Auteurs: Lavoisier Akoolo, Samantha Schlachter, Rasel Khan, Laura Alter, Albert D. Rojtman, Kristine Gedroic, Purnima Bhanot, Nikhat Parveencorresponding

Publié en: 2017

Lien vers l'article original: https://www.ncbi.nlm.nih.gov/pmc/articles/PMC5237571/

Résumé en Français:

Une nouvelle méthode de PCR quantitative utilisant des phares moléculaires (molecular-beacon probes) permet de détecter des cas de Babésiose qui ne sont pas détectables par les tests actuels.

Abstract en langue originale:

Background Ticks transmit Babesia microti, the causative agents of babesiosis in North America and Europe. Babesiosis is now endemic in Northeastern USA and affects people of all ages. Babesia species infect erythrocytes and can be transmitted through blood transfusion.
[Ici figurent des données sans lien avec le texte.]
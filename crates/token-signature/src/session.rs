//! # Session Pool
//!
//! Bounded pool of token sessions shared by many engines.
//!
//! A session is reachable only through a [`SessionLease`]. The lease wraps
//! every token primitive for its session and tracks whether an operation is
//! still active, so that giving the session back can decide between reuse
//! and a forced close:
//!
//! ```text
//! acquire ──► lease ──► *_init ──► (active) ──► sign / *_final ──► (idle)
//!                                      │                              │
//!                            close/drop: kill               close/drop: release
//! ```

use crate::config::{ConfigError, SessionPoolConfig};
use crate::domain::entities::{ObjectHandle, SessionId};
use crate::domain::errors::{EngineError, ReturnCode, TokenError};
use crate::domain::mechanism::Mechanism;
use crate::ports::outbound::Token;
use parking_lot::{Condvar, Mutex};
use std::fmt;
use std::sync::Arc;
use std::time::Instant;
use tracing::{debug, trace, warn};

/// Snapshot of pool occupancy.
#[derive(Clone, Copy, Debug, Default, PartialEq, Eq)]
pub struct PoolStats {
    /// Sessions open on the token
    pub open: usize,
    /// Open sessions waiting for reuse
    pub idle: usize,
    /// Sessions currently leased
    pub in_use: usize,
}

#[derive(Default)]
struct PoolState {
    idle: Vec<SessionId>,
    open: usize,
}

/// Bounded, shared pool of sessions on one token.
pub struct SessionPool<T: Token> {
    token: T,
    config: SessionPoolConfig,
    state: Mutex<PoolState>,
    available: Condvar,
}

impl<T: Token> SessionPool<T> {
    /// Create a pool over `token`.
    pub fn new(token: T, config: SessionPoolConfig) -> Result<Arc<Self>, ConfigError> {
        config.validate()?;
        Ok(Self::build(token, config))
    }

    /// Create a pool with the default configuration.
    pub fn with_defaults(token: T) -> Arc<Self> {
        Self::build(token, SessionPoolConfig::default())
    }

    fn build(token: T, config: SessionPoolConfig) -> Arc<Self> {
        Arc::new(Self {
            token,
            config,
            state: Mutex::new(PoolState::default()),
            available: Condvar::new(),
        })
    }

    /// The underlying token.
    pub fn token(&self) -> &T {
        &self.token
    }

    /// Pool configuration.
    pub fn config(&self) -> &SessionPoolConfig {
        &self.config
    }

    /// Whether interrupted operations are finished on the token rather than
    /// dropped with their session.
    pub fn explicit_cancel(&self) -> bool {
        self.config.explicit_cancel
    }

    /// Current occupancy.
    pub fn stats(&self) -> PoolStats {
        let state = self.state.lock();
        PoolStats {
            open: state.open,
            idle: state.idle.len(),
            in_use: state.open - state.idle.len(),
        }
    }

    /// Lease a session, reusing an idle one or opening a new one.
    ///
    /// Blocks while the pool is at capacity, up to the configured timeout.
    ///
    /// # Errors
    /// * `ResourceExhausted` - timed out, or the token refused a new session
    /// * `ProviderFailure` - the token failed to open a session
    pub fn acquire(self: &Arc<Self>) -> Result<SessionLease<T>, EngineError> {
        let deadline = Instant::now() + self.config.acquire_timeout();
        let mut state = self.state.lock();
        loop {
            if let Some(id) = state.idle.pop() {
                trace!(session = %id, "Reusing idle session");
                return Ok(SessionLease::new(Arc::clone(self), id));
            }
            if state.open < self.config.max_sessions {
                state.open += 1;
                drop(state);
                return self.open_reserved();
            }
            let timed_out = self.available.wait_until(&mut state, deadline).timed_out();
            if timed_out && state.idle.is_empty() && state.open >= self.config.max_sessions {
                warn!(
                    max_sessions = self.config.max_sessions,
                    timeout_ms = self.config.acquire_timeout_ms,
                    "Timed out waiting for a token session"
                );
                return Err(EngineError::ResourceExhausted(format!(
                    "all {} sessions in use",
                    self.config.max_sessions
                )));
            }
        }
    }

    /// Open a session for a slot already counted in `open`.
    fn open_reserved(self: &Arc<Self>) -> Result<SessionLease<T>, EngineError> {
        match self.token.open_session() {
            Ok(id) => {
                debug!(session = %id, "Opened token session");
                Ok(SessionLease::new(Arc::clone(self), id))
            }
            Err(err) => {
                self.state.lock().open -= 1;
                self.available.notify_one();
                if err.code == ReturnCode::SessionCount {
                    Err(EngineError::ResourceExhausted(
                        "token refused to open a session".to_string(),
                    ))
                } else {
                    Err(EngineError::provider("C_OpenSession", err))
                }
            }
        }
    }

    fn release(&self, id: SessionId) {
        trace!(session = %id, "Returning session to pool");
        self.state.lock().idle.push(id);
        self.available.notify_one();
    }

    fn kill(&self, id: SessionId) {
        debug!(session = %id, "Closing token session");
        if let Err(err) = self.token.close_session(id) {
            warn!(session = %id, error = %err, "Failed to close token session");
        }
        self.state.lock().open -= 1;
        self.available.notify_one();
    }
}

impl<T: Token> fmt::Debug for SessionPool<T> {
    fn fmt(&self, f: &mut fmt::Formatter<'_>) -> fmt::Result {
        f.debug_struct("SessionPool")
            .field("config", &self.config)
            .field("stats", &self.stats())
            .finish()
    }
}

/// Exclusive use of one pooled session.
///
/// Dropping the lease is the same as [`SessionLease::close`].
pub struct SessionLease<T: Token> {
    pool: Arc<SessionPool<T>>,
    id: Option<SessionId>,
    operation_active: bool,
}

impl<T: Token> SessionLease<T> {
    fn new(pool: Arc<SessionPool<T>>, id: SessionId) -> Self {
        Self {
            pool,
            id: Some(id),
            operation_active: false,
        }
    }

    /// Session identifier, for diagnostics.
    pub fn id(&self) -> Option<SessionId> {
        self.id
    }

    /// True between a successful `*_init` and the call that ends the
    /// operation.
    pub fn operation_active(&self) -> bool {
        self.operation_active
    }

    /// True if the session owns token objects and must not be closed to
    /// abort an operation.
    pub fn has_objects(&self) -> bool {
        self.id
            .map(|id| self.pool.token.session_has_objects(id))
            .unwrap_or(false)
    }

    fn session(&self) -> Result<SessionId, TokenError> {
        self.id
            .ok_or_else(|| TokenError::new(ReturnCode::SessionHandleInvalid))
    }

    /// `C_SignInit`
    pub fn sign_init(&mut self, mechanism: Mechanism, key: ObjectHandle) -> Result<(), TokenError> {
        let id = self.session()?;
        self.pool.token.sign_init(id, mechanism, key)?;
        self.operation_active = true;
        Ok(())
    }

    /// `C_SignUpdate`; a failure ends the operation.
    pub fn sign_update(&mut self, data: &[u8]) -> Result<(), TokenError> {
        let id = self.session()?;
        let result = self.pool.token.sign_update(id, data);
        if result.is_err() {
            self.operation_active = false;
        }
        result
    }

    /// `C_SignFinal`
    pub fn sign_final(&mut self, expected_len: usize) -> Result<Vec<u8>, TokenError> {
        let id = self.session()?;
        self.operation_active = false;
        self.pool.token.sign_final(id, expected_len)
    }

    /// `C_Sign`
    pub fn sign(&mut self, data: &[u8]) -> Result<Vec<u8>, TokenError> {
        let id = self.session()?;
        self.operation_active = false;
        self.pool.token.sign(id, data)
    }

    /// `C_VerifyInit`
    pub fn verify_init(
        &mut self,
        mechanism: Mechanism,
        key: ObjectHandle,
    ) -> Result<(), TokenError> {
        let id = self.session()?;
        self.pool.token.verify_init(id, mechanism, key)?;
        self.operation_active = true;
        Ok(())
    }

    /// `C_VerifyUpdate`; a failure ends the operation.
    pub fn verify_update(&mut self, data: &[u8]) -> Result<(), TokenError> {
        let id = self.session()?;
        let result = self.pool.token.verify_update(id, data);
        if result.is_err() {
            self.operation_active = false;
        }
        result
    }

    /// `C_VerifyFinal`
    pub fn verify_final(&mut self, signature: &[u8]) -> Result<(), TokenError> {
        let id = self.session()?;
        self.operation_active = false;
        self.pool.token.verify_final(id, signature)
    }

    /// `C_Verify`
    pub fn verify(&mut self, data: &[u8], signature: &[u8]) -> Result<(), TokenError> {
        let id = self.session()?;
        self.operation_active = false;
        self.pool.token.verify(id, data, signature)
    }

    /// Give the session back: reused if idle, closed if an operation is
    /// still active on it.
    pub fn close(mut self) {
        self.finish();
    }

    /// Close the session on the token unconditionally.
    pub fn kill(mut self) {
        if let Some(id) = self.id.take() {
            self.pool.kill(id);
        }
    }

    fn finish(&mut self) {
        if let Some(id) = self.id.take() {
            if self.operation_active {
                debug!(session = %id, "Operation still active, dropping session");
                self.pool.kill(id);
            } else {
                self.pool.release(id);
            }
        }
    }
}

impl<T: Token> Drop for SessionLease<T> {
    fn drop(&mut self) {
        self.finish();
    }
}

impl<T: Token> fmt::Debug for SessionLease<T> {
    fn fmt(&self, f: &mut fmt::Formatter<'_>) -> fmt::Result {
        f.debug_struct("SessionLease")
            .field("id", &self.id)
            .field("operation_active", &self.operation_active)
            .finish()
    }
}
Whole blood and blood products, which are not tested for Babesia, can cause transfusion-transmitted babesiosis (TTB) resulting in severe consequences in the immuno-compromised patients. The purpose of this study was epidemiological evaluation of babesiosis in a tick-infested state.
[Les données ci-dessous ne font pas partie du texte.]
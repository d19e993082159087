//! # Adapters Layer
//!
//! Implementations of the outbound ports.

pub mod soft_token;

pub use soft_token::{KeyPair, SoftToken};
Results We examined blood samples from 192 patients who visited clinics during the active tick-borne diseases season, using a newly developed qPCR assay that uses the specific molecular beacon probe. Due to the absence of clear symptomology, clinical laboratories did not test 131 samples by IFA, FISH or microscopic examination of Giemsa-stained blood smears. Babesia infection was detected in all age groups by FISH and microscopy; notably patients >40 years of age represented 64% of tested samples and 13% were younger patients. We tested all samples using qPCR and found that 38% were positive for Babesia. Of 28 samples that were positive by FISH, 27 (96%) were also positive by qPCR indicating high congruency between nucleic acid based tests. Interestingly, of 78 asymptomatic samples not tested by FISH, 22 were positive by our qPCR. Direct detection of Babesia relies upon microscopic examination of patient blood smears, which is labor intensive, difficult to scale up, requires specific expertise and is hence, often not performed. In fact, a clinical laboratory examined only 23 of 86 blood samples obtained from two different counties by microscopy. By considering individuals positive for Babesia infection when results from currently available microscopy, FISH or serological tests were positive, we found that our qPCR is highly sensitive (96.2%) and showed a specificity of 70.5% for Babesia.

Conclusion Robust qPCR using specific probes can be highly useful for efficient and appropriate diagnosis of babesiosis in patients in conjunction with conventional diagnostics, or as a stand-alone test, especially for donated blood screening. The use of a nucleic acid amplification test based screening of blood and blood products could prevent TTB.